BEGIN RECORDS SUPPLIED
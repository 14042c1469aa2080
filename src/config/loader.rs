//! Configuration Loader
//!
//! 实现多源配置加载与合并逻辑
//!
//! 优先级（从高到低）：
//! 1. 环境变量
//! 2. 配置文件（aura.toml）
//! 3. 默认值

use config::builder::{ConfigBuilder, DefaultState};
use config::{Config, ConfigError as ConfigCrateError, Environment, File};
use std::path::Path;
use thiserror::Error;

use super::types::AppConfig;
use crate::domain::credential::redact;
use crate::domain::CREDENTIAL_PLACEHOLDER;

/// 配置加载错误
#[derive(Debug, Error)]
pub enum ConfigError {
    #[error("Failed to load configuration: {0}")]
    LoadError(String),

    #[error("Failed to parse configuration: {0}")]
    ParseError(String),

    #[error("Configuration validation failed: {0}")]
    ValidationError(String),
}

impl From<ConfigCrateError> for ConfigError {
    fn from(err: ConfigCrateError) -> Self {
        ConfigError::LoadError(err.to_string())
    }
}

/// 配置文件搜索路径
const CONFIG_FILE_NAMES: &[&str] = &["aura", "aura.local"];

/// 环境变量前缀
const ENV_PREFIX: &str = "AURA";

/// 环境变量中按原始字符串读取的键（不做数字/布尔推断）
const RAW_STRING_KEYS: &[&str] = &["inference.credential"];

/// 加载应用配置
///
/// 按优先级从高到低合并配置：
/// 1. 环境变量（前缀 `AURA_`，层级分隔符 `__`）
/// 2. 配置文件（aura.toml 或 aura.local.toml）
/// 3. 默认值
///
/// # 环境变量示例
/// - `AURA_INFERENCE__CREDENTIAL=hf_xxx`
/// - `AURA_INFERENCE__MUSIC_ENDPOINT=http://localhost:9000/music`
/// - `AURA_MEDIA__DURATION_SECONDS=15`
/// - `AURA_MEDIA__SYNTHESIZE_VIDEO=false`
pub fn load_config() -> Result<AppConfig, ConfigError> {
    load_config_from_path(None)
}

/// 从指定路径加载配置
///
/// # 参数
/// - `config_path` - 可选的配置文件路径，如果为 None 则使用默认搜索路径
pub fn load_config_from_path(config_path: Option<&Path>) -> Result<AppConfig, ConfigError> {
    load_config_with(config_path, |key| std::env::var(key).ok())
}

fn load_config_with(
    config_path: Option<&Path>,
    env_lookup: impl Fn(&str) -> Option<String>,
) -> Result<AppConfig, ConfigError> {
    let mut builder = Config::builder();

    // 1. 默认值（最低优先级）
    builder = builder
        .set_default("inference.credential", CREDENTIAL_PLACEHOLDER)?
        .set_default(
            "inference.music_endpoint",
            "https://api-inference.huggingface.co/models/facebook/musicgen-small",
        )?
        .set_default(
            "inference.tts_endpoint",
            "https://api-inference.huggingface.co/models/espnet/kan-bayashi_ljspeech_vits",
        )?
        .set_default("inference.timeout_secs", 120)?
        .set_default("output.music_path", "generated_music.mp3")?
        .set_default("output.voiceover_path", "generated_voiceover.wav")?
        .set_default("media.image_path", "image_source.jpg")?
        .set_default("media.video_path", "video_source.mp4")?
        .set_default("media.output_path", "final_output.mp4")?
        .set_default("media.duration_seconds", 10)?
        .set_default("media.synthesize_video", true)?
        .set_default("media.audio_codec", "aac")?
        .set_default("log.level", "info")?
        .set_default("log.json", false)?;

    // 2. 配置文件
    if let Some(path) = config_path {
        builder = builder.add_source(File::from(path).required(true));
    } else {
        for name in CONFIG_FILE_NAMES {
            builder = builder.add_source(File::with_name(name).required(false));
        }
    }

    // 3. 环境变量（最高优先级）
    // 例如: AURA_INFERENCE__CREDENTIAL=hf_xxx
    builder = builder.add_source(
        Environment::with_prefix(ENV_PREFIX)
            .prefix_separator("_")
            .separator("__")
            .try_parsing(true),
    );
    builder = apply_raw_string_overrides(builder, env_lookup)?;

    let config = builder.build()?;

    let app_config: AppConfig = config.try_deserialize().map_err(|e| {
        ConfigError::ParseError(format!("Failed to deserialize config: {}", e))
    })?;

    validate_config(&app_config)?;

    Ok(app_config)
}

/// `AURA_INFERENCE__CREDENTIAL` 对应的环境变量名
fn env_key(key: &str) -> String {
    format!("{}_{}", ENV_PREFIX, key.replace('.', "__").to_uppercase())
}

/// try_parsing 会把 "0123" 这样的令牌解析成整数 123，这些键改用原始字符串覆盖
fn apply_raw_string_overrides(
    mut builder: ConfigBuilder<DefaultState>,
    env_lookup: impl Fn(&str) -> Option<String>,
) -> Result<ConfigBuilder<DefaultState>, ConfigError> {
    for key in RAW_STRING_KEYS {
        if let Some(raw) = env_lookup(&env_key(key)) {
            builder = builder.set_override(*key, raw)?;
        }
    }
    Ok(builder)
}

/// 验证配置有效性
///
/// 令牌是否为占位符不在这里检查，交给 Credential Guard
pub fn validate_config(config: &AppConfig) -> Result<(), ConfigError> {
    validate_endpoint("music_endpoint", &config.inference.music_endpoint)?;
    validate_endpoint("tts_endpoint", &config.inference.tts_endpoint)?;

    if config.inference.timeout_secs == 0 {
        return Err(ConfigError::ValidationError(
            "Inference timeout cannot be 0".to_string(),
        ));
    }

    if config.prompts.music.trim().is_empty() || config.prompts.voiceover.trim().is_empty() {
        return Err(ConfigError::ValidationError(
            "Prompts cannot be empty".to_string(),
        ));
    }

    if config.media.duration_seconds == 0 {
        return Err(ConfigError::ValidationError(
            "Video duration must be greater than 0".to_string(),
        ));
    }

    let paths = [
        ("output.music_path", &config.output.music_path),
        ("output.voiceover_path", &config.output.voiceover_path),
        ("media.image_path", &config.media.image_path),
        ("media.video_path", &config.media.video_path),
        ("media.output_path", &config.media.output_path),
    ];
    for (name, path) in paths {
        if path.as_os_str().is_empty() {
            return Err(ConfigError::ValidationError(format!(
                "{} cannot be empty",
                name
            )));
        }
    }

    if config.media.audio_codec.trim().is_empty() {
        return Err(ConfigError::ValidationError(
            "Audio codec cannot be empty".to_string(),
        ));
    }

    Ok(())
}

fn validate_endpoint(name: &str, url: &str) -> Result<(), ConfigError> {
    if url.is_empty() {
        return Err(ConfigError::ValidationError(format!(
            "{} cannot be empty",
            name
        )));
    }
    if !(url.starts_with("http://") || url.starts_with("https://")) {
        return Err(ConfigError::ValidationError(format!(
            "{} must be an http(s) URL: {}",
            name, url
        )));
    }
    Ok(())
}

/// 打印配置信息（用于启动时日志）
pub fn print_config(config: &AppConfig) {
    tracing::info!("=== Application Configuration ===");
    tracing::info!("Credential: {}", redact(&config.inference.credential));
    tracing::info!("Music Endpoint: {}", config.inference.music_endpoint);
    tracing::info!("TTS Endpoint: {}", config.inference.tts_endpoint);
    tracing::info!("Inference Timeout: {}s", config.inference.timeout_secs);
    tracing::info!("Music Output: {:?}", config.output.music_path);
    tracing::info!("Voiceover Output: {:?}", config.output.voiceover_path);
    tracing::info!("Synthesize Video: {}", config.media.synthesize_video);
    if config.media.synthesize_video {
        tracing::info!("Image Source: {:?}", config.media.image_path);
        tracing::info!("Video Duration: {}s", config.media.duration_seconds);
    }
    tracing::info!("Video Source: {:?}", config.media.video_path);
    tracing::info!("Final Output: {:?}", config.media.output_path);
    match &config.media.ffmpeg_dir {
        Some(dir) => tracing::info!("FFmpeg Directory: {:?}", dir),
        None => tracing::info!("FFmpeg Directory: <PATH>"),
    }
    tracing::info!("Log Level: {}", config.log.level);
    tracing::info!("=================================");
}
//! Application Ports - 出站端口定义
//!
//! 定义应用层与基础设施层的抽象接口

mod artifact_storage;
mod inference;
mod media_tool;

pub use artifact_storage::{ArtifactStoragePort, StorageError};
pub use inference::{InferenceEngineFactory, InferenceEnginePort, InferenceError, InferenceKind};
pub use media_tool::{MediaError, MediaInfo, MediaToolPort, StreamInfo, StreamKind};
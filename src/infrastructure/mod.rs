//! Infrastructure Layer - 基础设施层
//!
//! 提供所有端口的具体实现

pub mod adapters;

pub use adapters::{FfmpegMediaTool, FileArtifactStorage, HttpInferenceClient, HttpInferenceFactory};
END RECORDS SUPPLIED
BEGIN RECORDS SUPPLIED
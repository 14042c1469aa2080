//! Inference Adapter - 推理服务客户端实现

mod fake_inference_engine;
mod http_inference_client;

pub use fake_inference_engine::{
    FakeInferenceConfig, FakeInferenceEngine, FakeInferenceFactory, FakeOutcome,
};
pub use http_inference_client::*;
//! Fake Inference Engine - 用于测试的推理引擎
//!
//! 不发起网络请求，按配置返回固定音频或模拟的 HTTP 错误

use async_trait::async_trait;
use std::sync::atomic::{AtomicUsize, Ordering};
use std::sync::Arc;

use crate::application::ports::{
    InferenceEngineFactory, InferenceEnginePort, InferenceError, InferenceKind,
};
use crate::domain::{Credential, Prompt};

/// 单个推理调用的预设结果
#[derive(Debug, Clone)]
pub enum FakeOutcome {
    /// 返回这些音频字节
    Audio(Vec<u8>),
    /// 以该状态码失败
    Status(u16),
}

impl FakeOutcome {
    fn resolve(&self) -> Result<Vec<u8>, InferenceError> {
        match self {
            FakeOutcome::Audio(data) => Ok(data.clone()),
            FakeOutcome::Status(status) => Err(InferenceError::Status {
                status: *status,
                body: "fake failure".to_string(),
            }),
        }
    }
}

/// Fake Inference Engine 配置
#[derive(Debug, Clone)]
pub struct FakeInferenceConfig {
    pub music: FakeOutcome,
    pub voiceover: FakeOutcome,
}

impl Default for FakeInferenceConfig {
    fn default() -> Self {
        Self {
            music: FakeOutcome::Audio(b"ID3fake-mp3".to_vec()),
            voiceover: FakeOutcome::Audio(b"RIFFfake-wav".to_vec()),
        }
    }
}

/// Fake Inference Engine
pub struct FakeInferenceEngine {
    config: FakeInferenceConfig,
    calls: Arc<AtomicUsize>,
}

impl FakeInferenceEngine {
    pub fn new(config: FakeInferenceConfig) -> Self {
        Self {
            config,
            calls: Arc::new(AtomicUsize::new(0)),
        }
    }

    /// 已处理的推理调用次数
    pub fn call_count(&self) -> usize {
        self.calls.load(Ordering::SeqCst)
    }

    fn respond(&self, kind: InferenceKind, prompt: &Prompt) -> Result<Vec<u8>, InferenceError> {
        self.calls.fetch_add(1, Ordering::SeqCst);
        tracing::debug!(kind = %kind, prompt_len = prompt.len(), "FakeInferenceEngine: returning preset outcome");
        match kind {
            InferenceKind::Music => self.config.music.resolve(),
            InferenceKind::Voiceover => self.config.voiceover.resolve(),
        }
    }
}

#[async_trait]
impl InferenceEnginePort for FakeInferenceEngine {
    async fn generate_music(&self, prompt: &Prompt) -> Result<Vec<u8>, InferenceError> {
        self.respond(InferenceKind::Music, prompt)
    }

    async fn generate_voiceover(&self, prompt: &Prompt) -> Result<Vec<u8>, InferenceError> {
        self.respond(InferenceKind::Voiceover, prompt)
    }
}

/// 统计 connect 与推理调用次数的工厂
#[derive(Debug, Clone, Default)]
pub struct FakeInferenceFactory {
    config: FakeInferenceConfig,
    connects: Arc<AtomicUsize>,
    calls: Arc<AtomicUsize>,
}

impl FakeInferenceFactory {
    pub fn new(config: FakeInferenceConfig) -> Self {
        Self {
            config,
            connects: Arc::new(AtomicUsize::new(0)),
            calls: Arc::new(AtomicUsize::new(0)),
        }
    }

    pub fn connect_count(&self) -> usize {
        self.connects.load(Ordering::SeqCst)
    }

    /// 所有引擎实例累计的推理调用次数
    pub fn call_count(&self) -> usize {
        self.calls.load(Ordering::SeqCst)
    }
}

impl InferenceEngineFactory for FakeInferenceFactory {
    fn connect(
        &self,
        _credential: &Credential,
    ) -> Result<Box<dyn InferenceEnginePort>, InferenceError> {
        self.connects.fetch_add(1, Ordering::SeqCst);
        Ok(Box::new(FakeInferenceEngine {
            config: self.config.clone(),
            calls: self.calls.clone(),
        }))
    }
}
END RECORDS SUPPLIED
TRY IT ▸ Look above for the line holding "pub enum ConfigError" and the line holding "fn from(err: ConfigCrateError)", then output exactly those two lines and every line between them, nothing more.

YOUR RESPONSE ▸
pub enum ConfigError {
    #[error("Failed to load configuration: {0}")]
    LoadError(String),

    #[error("Failed to parse configuration: {0}")]
    ParseError(String),

    #[error("Configuration validation failed: {0}")]
    ValidationError(String),
}

impl From<ConfigCrateError> for ConfigError {
    fn from(err: ConfigCrateError) -> Self {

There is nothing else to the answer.